Individual Rights Approach
Most ethical debates use the “individual rights approach” for evaluation but utilitarianism proposes a “communal approach” to analyze ethical dilemmas.
Therefore, the utilitarian approach conflicts with the individual rights approach because it analyzes the “general good” of an ethical dilemma as opposed to an “individual’s good”. Therefore, in ISI’s case, the organization’s wellbeing would be more important than the wishes of the company’s president (or Jim).
The justice approach bases its principles on the need to uphold fairness. Therefore, the main argument advanced in the justice approach is if the ethical decision is fair or not. The utilitarian approach however emphasizes the benefits of the ethical decision and in this regard, it conflicts with the justice approach.
Indeed, fair decisions may sometimes not maximize the general happiness (or outcome) of an ethical dilemma. In this regard, the utilitarian approach contradicts the justice approach by supporting a decision that maximizes the organization’s wellbeing, as opposed to evaluating if the decision is just, or not.
Kant’s Categorical Imperatives
Kant’s categorical imperatives emphasize the need to base ethical decisions on categorical imperatives as opposed to hypothetical circumstances. For instance, the utilitarian approach supports the view that reporting a false launch date for ISI would not maximize the overall good of the organization (and everyone involved) but Kant’s approach shows that this decision is reliant on subjective factors (Wheelen and Hunger 1).

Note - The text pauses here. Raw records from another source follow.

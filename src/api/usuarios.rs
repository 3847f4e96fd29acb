use async_trait::async_trait;
use reqwest::{Method, Response};

use crate::error::ApiError;
use crate::models::{UserId, UserPayload, UserRecord};
use super::client::{log_request, log_response};

pub const COLLECTION_PATH: &str = "/api/usuarios";

/// The four calls the directory makes against the user collection.
#[async_trait]
pub trait UsuariosBackend: Send + Sync {
    /// Full snapshot of the collection, in backend order.
    async fn list(&self) -> Result<Vec<UserRecord>, ApiError>;
    /// `Err(ApiError::Status)` when the backend answers with a non-success status.
    async fn create(&self, payload: &UserPayload) -> Result<(), ApiError>;
    async fn update(&self, id: UserId, payload: &UserPayload) -> Result<(), ApiError>;
    /// The response status is not inspected; only transport failures are errors.
    async fn delete(&self, id: UserId) -> Result<(), ApiError>;
}

/// reqwest-backed client for `{base_url}/api/usuarios`.
#[derive(Clone, Debug)]
pub struct UsuariosClient {
    client: reqwest::Client,
    base_url: String,
}

impl UsuariosClient {
    pub fn new(client: reqwest::Client, base_url: impl Into<String>) -> Self {
        Self {
            client,
            base_url: base_url.into(),
        }
    }

    pub fn base_url(&self) -> &str {
        &self.base_url
    }

    pub fn collection_url(&self) -> String {
        format!("{}{}", self.base_url, COLLECTION_PATH)
    }

    pub fn record_url(&self, id: UserId) -> String {
        format!("{}/{}", self.collection_url(), id)
    }

    async fn send(
        &self,
        method: Method,
        url: &str,
        body: Option<&UserPayload>,
    ) -> Result<Response, ApiError> {
        let body_json = body.map(serde_json::to_value).transpose()?;
        log_request(&method, url, body_json.as_ref());

        let mut req = self.client.request(method, url);
        if let Some(b) = body {
            req = req.json(b);
        }
        Ok(req.send().await?)
    }

    async fn send_checked(
        &self,
        method: Method,
        url: &str,
        body: Option<&UserPayload>,
    ) -> Result<(), ApiError> {
        let resp = self.send(method, url, body).await?;
        let status = resp.status();
        log_response(status, None);
        if status.is_success() {
            Ok(())
        } else {
            Err(ApiError::Status(status.as_u16()))
        }
    }
}

#[async_trait]
impl UsuariosBackend for UsuariosClient {
    async fn list(&self) -> Result<Vec<UserRecord>, ApiError> {
        let resp = self.send(Method::GET, &self.collection_url(), None).await?;
        let status = resp.status();
        let bytes = resp.bytes().await?;
        log_response(status, Some(&bytes[..]));
        // Status is not inspected; the body alone decides.
        Ok(serde_json::from_slice(&bytes)?)
    }

    async fn create(&self, payload: &UserPayload) -> Result<(), ApiError> {
        self.send_checked(Method::POST, &self.collection_url(), Some(payload)).await
    }

    async fn update(&self, id: UserId, payload: &UserPayload) -> Result<(), ApiError> {
        self.send_checked(Method::PUT, &self.record_url(id), Some(payload)).await
    }

    async fn delete(&self, id: UserId) -> Result<(), ApiError> {
        let resp = self.send(Method::DELETE, &self.record_url(id), None).await?;
        log_response(resp.status(), None);
        Ok(())
    }
}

According to Kant’s approach, this decision is wrong. The utilitarian approach therefore supports the maximization of positive outcomes for the organization (and all stakeholders) as opposed to the maximization of positive outcomes for a few individuals (as Kant’s approach proposes).
Wheelen, Thomas, and D. Hunger. Strategic Management and Business Policy: Toward Global Sustainability (13th Edition), New York: Prentice Hall, 2011. Print.